* ASSIGNMENT: Starting at the first line of the records below, transcribe each line exactly, ending with the line that contains "pipeline moves on.".
──────── RECORD EXTRACTS ────────
//! The signing pipeline:
//! `Idle → AcquireCertificate → SignFiles → InstallCertificate → EraseKey → Done`.
//!
//! Only certificate acquisition can end a run early. Per-file signing
//! failures, installation failures and erasure problems are recorded in the
//! [`SigningOutcome`] and the pipeline moves on.

use std::fmt;
use std::path::{Path, PathBuf};
use std::sync::Arc;

use tokio::sync::mpsc::UnboundedSender;
use tokio_util::sync::CancellationToken;
use tracing::{debug, info, warn};

use crate::backend::{InstallLocation, SigningBackend};
use crate::erase::{EraseWarning, SecureEraser};
use crate::error::{Error, Result};
use crate::store::{
    AcquireMode, AcquiredCertificate, CertificateOrigin, CertificateStore, ONE_TIME_PREFIX,
    StoreLocation,
};

/// Receives one human-readable line per pipeline milestone.
pub trait ProgressSink {
    fn report(&mut self, line: String);
}

impl ProgressSink for Vec<String> {
    fn report(&mut self, line: String) {
        self.push(line);
    }
}

impl ProgressSink for UnboundedSender<String> {
    fn report(&mut self, line: String) {
        // A closed receiver only means nobody is listening any more.
        let _ = self.send(line);
    }
}

/// Discards progress lines.
#[derive(Debug, Clone, Copy, Default)]
pub struct NoProgress;

impl ProgressSink for NoProgress {
    fn report(&mut self, _line: String) {}
}

#[derive(Debug, Clone, Copy, PartialEq, Eq)]
pub enum RunState {
    Idle,
    AcquireCertificate,
    SignFiles,
    InstallCertificate,
    EraseKey,
    Done,
    Failed,
}

#[derive(Debug, Clone, PartialEq, Eq)]
pub enum FileResult {
    Signed,
    Skipped(String),
    Failed(String),
}

#[derive(Debug, Clone, PartialEq, Eq)]
pub struct FileOutcome {
    pub path: PathBuf,
    pub result: FileResult,
}

#[derive(Debug, Clone, PartialEq, Eq)]
pub enum InstallOutcome {
    Installed(InstallLocation),
    /// Installation was attempted and failed; the run continued.
    Warning(String),
    /// No installation was needed.
    Skipped(String),
}

#[derive(Debug, Clone, PartialEq, Eq)]
pub enum EraseOutcome {
    /// Key zeroized and every ephemeral artifact removed.
    Erased { files: Vec<PathBuf> },
    /// A reusable identity; its files stay in the store.
    Retained,
    /// Erasure finished with problems, each listed separately.
    Warnings {
        files: Vec<PathBuf>,
        warnings: Vec<EraseWarning>,
    },
}

#[derive(Debug, Clone, Copy, PartialEq, Eq)]
pub enum RunStatus {
    Success,
    Partial,
    Failed,
}

impl fmt::Display for RunStatus {
    fn fmt(&self, f: &mut fmt::Formatter<'_>) -> fmt::Result {
        f.write_str(match self {
            RunStatus::Success => "success",
            RunStatus::Partial => "partial success",
            RunStatus::Failed => "failed",
        })
    }
}

/// Everything that happened during one signing run.
#[derive(Debug, Clone, PartialEq, Eq)]
pub struct SigningOutcome {
    /// Subject of the certificate used, if one was acquired.
    pub subject: Option<String>,
    pub files: Vec<FileOutcome>,
    pub attempted: usize,
    pub succeeded: usize,
    pub installation: Option<InstallOutcome>,
    pub erasure: Option<EraseOutcome>,
    /// States visited, in order.
    pub states: Vec<RunState>,
}

impl SigningOutcome {
    fn new() -> Self {
        Self {
            subject: None,
            files: Vec::new(),
            attempted: 0,
            succeeded: 0,
            installation: None,
            erasure: None,
            states: vec![RunState::Idle],
        }
    }

    /// `Success` only if every target was signed; `Failed` if none was.
    pub fn status(&self) -> RunStatus {
        if self.succeeded == 0 {
            RunStatus::Failed
        } else if self.succeeded == self.files.len() {
            RunStatus::Success
        } else {
            RunStatus::Partial
        }
    }

    pub fn failed(&self) -> impl Iterator<Item = &FileOutcome> {
        self.files
            .iter()
            .filter(|f| matches!(f.result, FileResult::Failed(_)))
    }

    /// Every recorded problem, each naming its file or stage.
    pub fn warnings(&self) -> Vec<String> {
        let mut warnings = Vec::new();
        for file in &self.files {
            match &file.result {
                FileResult::Failed(reason) => {
                    warnings.push(format!("signing {}: {reason}", file.path.display()));
                }
                FileResult::Skipped(reason) => {
                    warnings.push(format!("skipped {}: {reason}", file.path.display()));
                }
                FileResult::Signed => {}
            }
        }
        if let Some(InstallOutcome::Warning(reason)) = &self.installation {
            warnings.push(format!("certificate installation: {reason}"));
        }
        if let Some(EraseOutcome::Warnings { warnings: erase, .. }) = &self.erasure {
            warnings.extend(erase.iter().map(|w| format!("key erasure: {w}")));
        }
        warnings
    }

    /// A run that produced an outcome completed; the exit status is 0 even
    /// if no file was signed.
    pub fn exit_code(&self) -> i32 {
        0
    }

    fn enter(&mut self, state: RunState) {
        debug!(?state, "signing run state");
        self.states.push(state);
    }
}

impl fmt::Display for SigningOutcome {
    fn fmt(&self, f: &mut fmt::Formatter<'_>) -> fmt::Result {
        writeln!(
            f,
            "Signed {} of {} file(s) ({} attempted): {}",
            self.succeeded,
            self.files.len(),
            self.attempted,
            self.status()
        )?;
        if let Some(subject) = &self.subject {
            writeln!(f, "Certificate: {subject}")?;
        }
        match &self.installation {
            Some(InstallOutcome::Installed(location)) => writeln!(f, "Installed to: {location}")?,
            Some(InstallOutcome::Skipped(reason)) => writeln!(f, "Installation skipped: {reason}")?,
            Some(InstallOutcome::Warning(_)) | None => {}
        }
        match &self.erasure {
            Some(EraseOutcome::Erased { files }) => {
                writeln!(f, "Key material erased ({} file(s) removed)", files.len())?
            }
            Some(EraseOutcome::Retained) => writeln!(f, "Certificate kept for reuse")?,
            Some(EraseOutcome::Warnings { .. }) | None => {}
        }
        for warning in self.warnings() {
            writeln!(f, "Warning: {warning}")?;
        }
        Ok(())
    }
}

/// Runs the pipeline against a store and a backend.
#[derive(Debug, Clone)]
pub struct SigningOrchestrator {
    store: CertificateStore,
    backend: Arc<dyn SigningBackend>,
}

impl SigningOrchestrator {
    pub fn new(location: Arc<dyn StoreLocation>, backend: Arc<dyn SigningBackend>) -> Self {
        Self {
            store: CertificateStore::new(location, backend.clone()),
            backend,
        }
    }

    pub fn store(&self) -> &CertificateStore {
        &self.store
    }

    pub fn backend(&self) -> &Arc<dyn SigningBackend> {
        &self.backend
    }

    /// Sign `targets` in order.
    ///
    /// Returns `Err` only when no certificate could be obtained; in that case
    /// no file has been touched and nothing was installed. An empty target
    /// list yields a `Failed` outcome without acquiring a certificate.
    pub fn run(
        &self,
        mode: &AcquireMode,
        targets: &[PathBuf],
        progress: &mut dyn ProgressSink,
        cancel: &CancellationToken,
    ) -> Result<SigningOutcome> {
        let mut outcome = SigningOutcome::new();

        if targets.is_empty() {
            warn!("no files to sign");
            progress.report("No files to sign".to_string());
            outcome.enter(RunState::Done);
            return Ok(outcome);
        }

        outcome.enter(RunState::AcquireCertificate);
        let mut acquired = match self.store.acquire(mode) {
            Ok(acquired) => acquired,
            Err(e) => {
                outcome.enter(RunState::Failed);
                warn!(error = %e, "certificate acquisition failed");
                progress.report(format!("Error: {e}"));
                return Err(e);
            }
        };
        let subject = acquired.certificate.subject.clone();
        progress.report(match acquired.origin {
            CertificateOrigin::Reused => format!("Using existing certificate: {subject}"),
            CertificateOrigin::External => format!("Using certificate from file: {subject}"),
            CertificateOrigin::Generated { .. } | CertificateOrigin::OneTime => {
                format!("Created certificate: {subject}")
            }
        });
        outcome.subject = Some(subject);

        outcome.enter(RunState::SignFiles);
        for path in targets {
            let result = if cancel.is_cancelled() {
                FileResult::Skipped("cancelled".to_string())
            } else {
                outcome.attempted += 1;
                self.sign_one(path, &acquired)
            };
            progress.report(match &result {
                FileResult::Signed => format!("Signed: {}", path.display()),
                FileResult::Skipped(reason) => format!("Skipped: {} ({reason})", path.display()),
                FileResult::Failed(reason) => format!("Failed: {} - {reason}", path.display()),
            });
            if result == FileResult::Signed {
                outcome.succeeded += 1;
            }
            outcome.files.push(FileOutcome {
                path: path.clone(),
                result,
            });
        }
        info!(
            attempted = outcome.attempted,
            succeeded = outcome.succeeded,
            "signing finished"
        );

        outcome.enter(RunState::InstallCertificate);
        let installation = self.install(&acquired);
        progress.report(match &installation {
            InstallOutcome::Installed(location) => format!("Certificate installed to: {location}"),
            InstallOutcome::Warning(reason) => {
                format!("Warning: certificate not installed to trust store: {reason}")
            }
            InstallOutcome::Skipped(reason) => format!("Certificate installation skipped: {reason}"),
        });
        outcome.installation = Some(installation);

        outcome.enter(RunState::EraseKey);
        let erasure = self.erase(&mut acquired);
        match &erasure {
            EraseOutcome::Erased { .. } => progress.report("Key material erased".to_string()),
            EraseOutcome::Retained => progress.report("Certificate kept for reuse".to_string()),
            EraseOutcome::Warnings { warnings, .. } => {
                for w in warnings {
                    progress.report(format!("Warning: key erasure: {w}"));
                }
            }
        }
        outcome.erasure = Some(erasure);

        outcome.enter(RunState::Done);
        info!(status = %outcome.status(), "signing run complete");
        Ok(outcome)
    }

    fn sign_one(&self, path: &Path, acquired: &AcquiredCertificate) -> FileResult {
        match self.backend.sign(path, &acquired.certificate) {
            Ok(()) => {
                info!(path = %path.display(), "signed");
                FileResult::Signed
            }
            Err(e) => {
                let reason = match e {
                    Error::SigningFailed { reason, .. } => reason,
                    other => other.to_string(),
                };
                warn!(path = %path.display(), %reason, "signing failed");
                FileResult::Failed(reason)
            }
        }
    }

    fn install(&self, acquired: &AcquiredCertificate) -> InstallOutcome {
        let attempt = match &acquired.origin {
            CertificateOrigin::Reused => {
                return InstallOutcome::Skipped(
                    "existing certificate was installed when it was created".to_string(),
                );
            }
            // Done right after generation; report that result.
            CertificateOrigin::Generated { installation } => installation.clone(),
            CertificateOrigin::OneTime | CertificateOrigin::External => self
                .backend
                .install_to_trust_store(&acquired.certificate.cert)
                .map_err(|e| e.to_string()),
        };
        match attempt {
            Ok(location) => InstallOutcome::Installed(location),
            Err(reason) => {
                warn!(%reason, "certificate installation failed");
                InstallOutcome::Warning(reason)
            }
        }
    }

    fn erase(&self, acquired: &mut AcquiredCertificate) -> EraseOutcome {
        if !acquired.is_ephemeral() {
            return EraseOutcome::Retained;
        }
        let directory = match self.store.directory() {
            Ok(directory) => directory,
            Err(e) => {
                acquired.certificate.key.zeroize();
                return EraseOutcome::Warnings {
                    files: Vec::new(),
                    warnings: vec![EraseWarning {
                        path: None,
                        reason: format!("cannot locate certificate store: {e}"),
                    }],
                };
            }
        };
        // Sweeps leftovers of interrupted one-time sessions too.
        let report =
            SecureEraser::new(directory).erase(&mut acquired.certificate.key, ONE_TIME_PREFIX);
        if report.is_clean() {
            EraseOutcome::Erased {
                files: report.erased_files,
            }
        } else {
            EraseOutcome::Warnings {
                files: report.erased_files,
                warnings: report.warnings,
            }
        }
    }
}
────────
* RESPONSE:
//! The signing pipeline:
//! `Idle → AcquireCertificate → SignFiles → InstallCertificate → EraseKey → Done`.
//!
//! Only certificate acquisition can end a run early. Per-file signing
//! failures, installation failures and erasure problems are recorded in the
//! [`SigningOutcome`] and the pipeline moves on.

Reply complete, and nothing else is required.